An Ontario judge has declared that parts of a law that threatened to steeply fine animal-rights activists and declare them trespassers if they lied about their backgrounds to get hired onto livestock operations are unconstitutional.
The ruling asserts that activists’ ability to infiltrate animal-processing facilities is integral to their Charter-protected free-speech rights, and voids regulations of the statute that would punish them for misleading agricultural companies to exercise those rights.
The decision could have an effect on similar laws across Canada passed in recent years to protect agricultural operations from infiltrators aiming to expose the inhumane treatment of animals.
“While one may agree or disagree with the applicants, their goal in pursuing undercover exposés is consistent with the principles that underlie freedom of expression,” Ontario Superior Court Justice Markus Koehnen writes in his ruling. “They seek to tell the public about the conditions in which animals are raised and slaughtered.”
The case results from a constitutional challenge by an Ontario-based group known as Animal Justice against the Security from Trespass and Protecting Food Safety Act, which was passed by Ontario Premier Doug Ford’s government in 2020. The law sought to take several steps to shield livestock industries from activists and protesters. In addition to the struck-down provisions targeting activists who get hired on false pretenses, the law allows for fines against protesters who would interfere or interact with farm animals being transported by trucks.
In his ruling, Justice Koehnen wrote that courts must prefer the free speech rights of animal activists over state powers that are being invoked to protect the meat industry.
“The simple fact that an undercover activist obtains a job by understating their qualifications does not create economic harm,” his ruling says. “If the intention, however, is to protect the economy from harm that may be done by people who record or describe what they have seen in an animal protection zone, then the measure is disproportionate.”
The ruling dated Tuesday strikes down several regulations associated with the law. “I declare them to have no force or effect,” Justice Koehnen wrote.
The decision gives Ontario a grace period to reckon with the ruling. In a pending follow-up hearing, potential legal remedies are to be discussed.
Several provinces, including Prince Edward Island, Alberta and Manitoba, have passed similar trespass laws.

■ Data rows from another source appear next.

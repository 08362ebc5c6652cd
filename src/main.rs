use anyhow::{Context, Result};
use clap::Parser;
use std::path::PathBuf;
use std::sync::Arc;
use tracing::{info, level_filters::LevelFilter};
use tracing_subscriber::{layer::SubscriberExt, util::SubscriberInitExt, EnvFilter};

use loyalty_kiosk::config::{AppConfig, CliConfig, FileConfig, STORE_KEY_ENV, STORE_URL_ENV};
use loyalty_kiosk::{run_server, PointLedger, PostgrestPointStore, RequestsLoggingLevel};

#[derive(Parser, Debug)]
struct CliArgs {
    /// Path to a TOML config file. Values in the file override CLI arguments.
    #[clap(long)]
    pub config: Option<PathBuf>,

    /// Base URL of the points store, e.g. https://<project>.supabase.co
    #[clap(long, env = STORE_URL_ENV)]
    pub store_url: Option<String>,

    /// Access key of the points store.
    #[clap(long, env = STORE_KEY_ENV, hide_env_values = true)]
    pub store_key: Option<String>,

    /// Timeout in seconds for points store requests.
    #[clap(long)]
    pub store_timeout_sec: Option<u64>,

    /// The port to listen on.
    #[clap(short, long, default_value_t = 3001)]
    pub port: u16,

    /// The port for the metrics server (Prometheus scraping).
    #[clap(long, default_value_t = 9091)]
    pub metrics_port: u16,

    /// The level of logging to perform on each request.
    #[clap(long, default_value = "path")]
    pub logging_level: RequestsLoggingLevel,

    /// Path to the frontend directory to be statically served.
    #[clap(long)]
    pub frontend_dir_path: Option<String>,

    /// Points spent by one redemption.
    #[clap(long)]
    pub redemption_cost: Option<u32>,

    /// Points granted by one plain accrual.
    #[clap(long)]
    pub accrual_amount: Option<u32>,

    /// Largest amount of points a single accrual may add.
    #[clap(long)]
    pub max_accrual_amount: Option<u32>,

    /// What a customer receives for a redemption.
    #[clap(long)]
    pub reward_name: Option<String>,
}

impl From<&CliArgs> for CliConfig {
    fn from(args: &CliArgs) -> Self {
        CliConfig {
            store_url: args.store_url.clone(),
            store_key: args.store_key.clone(),
            store_timeout_sec: args.store_timeout_sec,
            port: args.port,
            metrics_port: args.metrics_port,
            logging_level: args.logging_level.clone(),
            frontend_dir_path: args.frontend_dir_path.clone(),
            redemption_cost: args.redemption_cost,
            accrual_amount: args.accrual_amount,
            max_accrual_amount: args.max_accrual_amount,
            reward_name: args.reward_name.clone(),
        }
    }
}

#[tokio::main]
async fn main() -> Result<()> {
    let cli_args = CliArgs::parse();

    tracing_subscriber::registry()
        .with(tracing_subscriber::fmt::layer())
        .with(
            EnvFilter::builder()
                .with_default_directive(LevelFilter::INFO.into())
                .with_env_var("LOG_LEVEL")
                .from_env_lossy(),
        )
        .try_init()
        .context("Failed to initialize logging")?;

    let file_config = match &cli_args.config {
        Some(path) => {
            info!("Loading config file {:?}...", path);
            Some(FileConfig::load(path)?)
        }
        None => None,
    };
    let config = AppConfig::resolve(&CliConfig::from(&cli_args), file_config)?;

    info!("Connecting to points store at {}...", config.store.url);
    let store = PostgrestPointStore::new(&config.store)
        .context("Failed to create points store client")?;

    info!(
        "Redemption costs {} points, one accrual adds {} (at most {})",
        config.ledger.redemption_cost,
        config.ledger.accrual_amount,
        config.ledger.max_accrual_amount
    );
    let ledger = Arc::new(PointLedger::new(Arc::new(store), config.ledger));

    info!("Ready to serve at port {}!", config.port);
    run_server(
        ledger,
        config.logging_level,
        config.port,
        config.metrics_port,
        config.frontend_dir_path,
    )
    .await
}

Such legislation started to be introduced about five years ago as Canada’s livestock industry argued that activist infiltrators were becoming a growing problem who could, while posing as workers, spread livestock diseases, harm the animals or give rise to dangerous work environments. The new ruling says that Ontario’s law “was passed in 2020 in response to demands from the agricultural industry and approximately 120 municipal resolutions calling on government to do more to control trespass onto agricultural properties.”
Critics of such statutes have countered that the industry damage is minimal, and have dubbed them to be “ag-gag” laws because they have the effect of fettering free speech.
This ruling is the first time a Canadian court has considered one of these laws.
“We are thrilled that this case takes a very firm and strong view of what free expression entails and hope that it sets a helpful precedent,” said Camille Labchuk, executive director of Animal Justice.
Spokespeople for Ontario’s agriculture and attorney-general ministries did not immediately respond to questions about the ruling. Industry officials said they will speak at a later time.
In 2021, the Ontario government told The Globe and Mail the provisions of the law were constitutionally sound. “Careful work was put into crafting the act and the minister’s regulation to balance the rights of farmers and their farm operations with the rights for people to participate in lawful protests on public property,” said Christa Roettele, a spokeswoman for Ontario’s Agriculture Ministry.
The Ontario law had specifically sought to penalize activists who lie about their university educations or who hide their animal-rights affiliations in the job applications they submit to livestock operations. According to the new ruling, such people faced trespass fines of up to $30,000 if they subsequently revealed themselves as undercover operators.
Justice Koehnen pointed out that people routinely lie about their credentials in other contexts without facing financial penalties. “The state does not penalize or brand as trespassers people who exaggerated their passion for a particular industry in a job interview or who get into a bar by claiming to be 19 when they are not.”
The ruling reviews evidence from Ontario livestock officials who told the court that such a law was needed to insulate food producers from a variety of harms – including the risk of infiltrators “exposing farm animals to disease and stress as well as the risk of introducing contaminants into the food supply.”
Yet Justice Koehnen says such arguments were not persuasive.
“The question should be whether there is any greater risk of undercover employees failing to follow biosecurity protocols than there is of ordinary employees failing to follow them,” he writes. His decision says his court was presented with insufficient evidence for him to make any such finding of heightened risks.